TASK INSTRUCTIONS – Output a verbatim copy of the data, cut off after the line that contains "const FLYING_ABOVE_LAUNCH_CM: i32 = 3_000;".

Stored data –
==================================================
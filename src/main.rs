#![no_std]
#![no_main]

mod board;
mod usb;

use embassy_executor::{InterruptExecutor, Spawner};
use embassy_futures::yield_now;
use embassy_stm32::gpio::{AnyPin, Input, Output};
use embassy_stm32::interrupt;
use embassy_stm32::interrupt::{InterruptExt, Priority};
use embassy_sync::blocking_mutex::raw::CriticalSectionRawMutex;
use embassy_sync::channel::{Channel, Sender};
use embassy_sync::pipe::Pipe;
use embassy_time::{Delay, Duration, Ticker, Timer};
use static_cell::StaticCell;
use {defmt_rtt as _, panic_probe as _};

use vario_fusion::buslog::{BusLogger, LogSink};
use vario_fusion::drivers::gps::{Gps, GpsStream};
use vario_fusion::drivers::icm42688::Icm42688;
use vario_fusion::drivers::imu::MotionFrontEnd;
use vario_fusion::drivers::ms5611::Ms5611;
use vario_fusion::instruments::{Altimeter, MotionProcessor, WindEstimator};
use vario_fusion::state::VarioSnapshot;
use vario_fusion::tasks::{ExternalTasks, Instruments, PowerState, Scheduler, Sensors, TickFlags};
use vario_fusion::time::{Clock, Instant};
use vario_fusion::VarioConfig;

use crate::board::{Board, GpsRx};

/// Height above launch that counts as airborne for wind sampling, cm.
const FLYING_ABOVE_LAUNCH_CM: i32 = 3_000;

static FLAGS: TickFlags = TickFlags::new();
// Tick tasks preempt the thread-mode loop so a drain sees the next slice
static TICK_EXECUTOR: InterruptExecutor = InterruptExecutor::new();
static CLOCK: EmbassyClock = EmbassyClock;

// Raw NMEA from the UART task to the scheduler's drain
static GPS_PIPE: Pipe<CriticalSectionRawMutex, 512> = Pipe::new();
// Cap=1: the debug port only wants the latest snapshot.
static SNAPSHOT_CHAN: Channel<CriticalSectionRawMutex, VarioSnapshot, 1> = Channel::new();

static ALTIMETER: StaticCell<Altimeter> = StaticCell::new();
static PROCESSOR: StaticCell<MotionProcessor<'static>> = StaticCell::new();
static WIND: StaticCell<WindEstimator> = StaticCell::new();
static BUS_LOG: StaticCell<BusLogger<DefmtSink>> = StaticCell::new();

// ── Glue ─────────────────────────────────────────────────────────────────────

struct EmbassyClock;

impl Clock for EmbassyClock {
    fn now(&self) -> Instant {
        Instant::from_ticks(embassy_time::Instant::now().as_micros())
    }
}

struct PipeStream;

impl GpsStream for PipeStream {
    fn read_byte(&mut self) -> Option<u8> {
        let mut b = [0u8; 1];
        match GPS_PIPE.try_read(&mut b) {
            Ok(1) => Some(b[0]),
            _ => None,
        }
    }
}

/// Bus log over RTT until a card writer exists.
struct DefmtSink;

impl LogSink for DefmtSink {
    fn write_line(&mut self, line: &str) {
        defmt::println!("{=str}", line);
    }
}

/// Board-level hooks for the scheduler.
struct Vario {
    led: Output<'static, AnyPin>,
    vbus: Input<'static, AnyPin>,
    power_switch: Input<'static, AnyPin>,
    snapshot_tx: Sender<'static, CriticalSectionRawMutex, VarioSnapshot, 1>,
    flying: bool,
}

impl ExternalTasks for Vario {
    fn power(&mut self) {
        self.led.toggle();
    }

    fn display(&mut self, snapshot: &VarioSnapshot) {
        if let Some(altitude) = snapshot.altitude {
            self.flying = altitude.above_launch_cm.abs() > FLYING_ABOVE_LAUNCH_CM;
        }
        // Older snapshot still queued: drop this one
        let _ = self.snapshot_tx.try_send(*snapshot);
    }

    fn power_state(&self) -> PowerState {
        if self.power_switch.is_low() && self.vbus.is_high() {
            PowerState::OffUsb
        } else {
            PowerState::On
        }
    }

    fn is_flying(&self) -> bool {
        self.flying
    }
}

// ── Tasks ────────────────────────────────────────────────────────────────────

// UART5 is unused on this board and serves as the tick executor's software IRQ
#[interrupt]
unsafe fn UART5() {
    TICK_EXECUTOR.on_interrupt()
}

#[embassy_executor::task]
async fn slice_tick_task() {
    let mut ticker = Ticker::every(Duration::from_millis(10));
    loop {
        ticker.next().await;
        FLAGS.on_slice_tick();
    }
}

#[embassy_executor::task]
async fn charge_tick_task() {
    let mut ticker = Ticker::every(Duration::from_millis(500));
    loop {
        ticker.next().await;
        FLAGS.on_charge_tick();
    }
}

#[embassy_executor::task]
async fn gps_uart_task(mut gps_rx: GpsRx) {
    let mut buf = [0u8; 128];
    loop {
        match gps_rx.read_until_idle(&mut buf).await {
            Ok(n) => {
                // A full pipe means the loop is behind; drop the burst
                let _ = GPS_PIPE.try_write(&buf[..n]);
            }
            Err(e) => defmt::warn!("gps uart: {}", defmt::Debug2Format(&e)),
        }
    }
}

// ── Main ─────────────────────────────────────────────────────────────────────

#[embassy_executor::main]
async fn main(spawner: Spawner) {
    let board = Board::init();
    let config = VarioConfig::default().sanitized();

    let (usb_dev, usb_serial) = usb::init(board.usb, board.usb_dp, board.usb_dm);
    defmt::unwrap!(spawner.spawn(usb::usb_task(usb_dev)));
    defmt::unwrap!(spawner.spawn(usb::debug_task(usb_serial, SNAPSHOT_CHAN.receiver())));

    // IMU bring-up before the loop owns it
    Timer::after(Duration::from_millis(100)).await;
    let mut imu = Icm42688::new(board.imu_spi, board.imu_cs);
    if let Err(e) = imu.init(&mut Delay) {
        defmt::error!("imu init failed: {}", e);
    }

    let altimeter: &'static Altimeter = ALTIMETER.init(Altimeter::new(&config));
    let processor: &'static MotionProcessor<'static> =
        PROCESSOR.init(MotionProcessor::new(altimeter, &config));
    let wind: &'static WindEstimator = WIND.init(WindEstimator::new(&config));

    let sensors = Sensors {
        pressure: Ms5611::new(board.baro_i2c, config.temperature_every),
        motion: MotionFrontEnd::new(imu),
        gps: Gps::new(PipeStream),
    };
    let instruments = Instruments { altimeter, motion: processor, wind };
    let external = Vario {
        led: board.led,
        vbus: board.vbus,
        power_switch: board.power_switch,
        snapshot_tx: SNAPSHOT_CHAN.sender(),
        flying: false,
    };

    let mut scheduler = Scheduler::new(&CLOCK, &FLAGS, sensors, instruments, external);
    if let Err(e) = scheduler.init(&mut Delay) {
        defmt::panic!("vario init failed: {}", e);
    }

    let bus_log: &'static BusLogger<DefmtSink> = BUS_LOG.init(BusLogger::new(DefmtSink));
    if let Err(e) = bus_log.start(scheduler.bus()) {
        defmt::warn!("bus log off: {}", e);
    }

    defmt::unwrap!(spawner.spawn(gps_uart_task(board.gps_rx)));

    interrupt::UART5.set_priority(Priority::P6);
    let tick_spawner = TICK_EXECUTOR.start(interrupt::UART5);
    defmt::unwrap!(tick_spawner.spawn(slice_tick_task()));
    defmt::unwrap!(tick_spawner.spawn(charge_tick_task()));

    loop {
        scheduler.run_once();
        yield_now().await;
    }
}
==================================================
EXPECTED OUTPUT –
filename src/main.rs
#![no_std]
#![no_main]

mod board;
mod usb;

use embassy_executor::{InterruptExecutor, Spawner};
use embassy_futures::yield_now;
use embassy_stm32::gpio::{AnyPin, Input, Output};
use embassy_stm32::interrupt;
use embassy_stm32::interrupt::{InterruptExt, Priority};
use embassy_sync::blocking_mutex::raw::CriticalSectionRawMutex;
use embassy_sync::channel::{Channel, Sender};
use embassy_sync::pipe::Pipe;
use embassy_time::{Delay, Duration, Ticker, Timer};
use static_cell::StaticCell;
use {defmt_rtt as _, panic_probe as _};

use vario_fusion::buslog::{BusLogger, LogSink};
use vario_fusion::drivers::gps::{Gps, GpsStream};
use vario_fusion::drivers::icm42688::Icm42688;
use vario_fusion::drivers::imu::MotionFrontEnd;
use vario_fusion::drivers::ms5611::Ms5611;
use vario_fusion::instruments::{Altimeter, MotionProcessor, WindEstimator};
use vario_fusion::state::VarioSnapshot;
use vario_fusion::tasks::{ExternalTasks, Instruments, PowerState, Scheduler, Sensors, TickFlags};
use vario_fusion::time::{Clock, Instant};
use vario_fusion::VarioConfig;

use crate::board::{Board, GpsRx};

/// Height above launch that counts as airborne for wind sampling, cm.
const FLYING_ABOVE_LAUNCH_CM: i32 = 3_000;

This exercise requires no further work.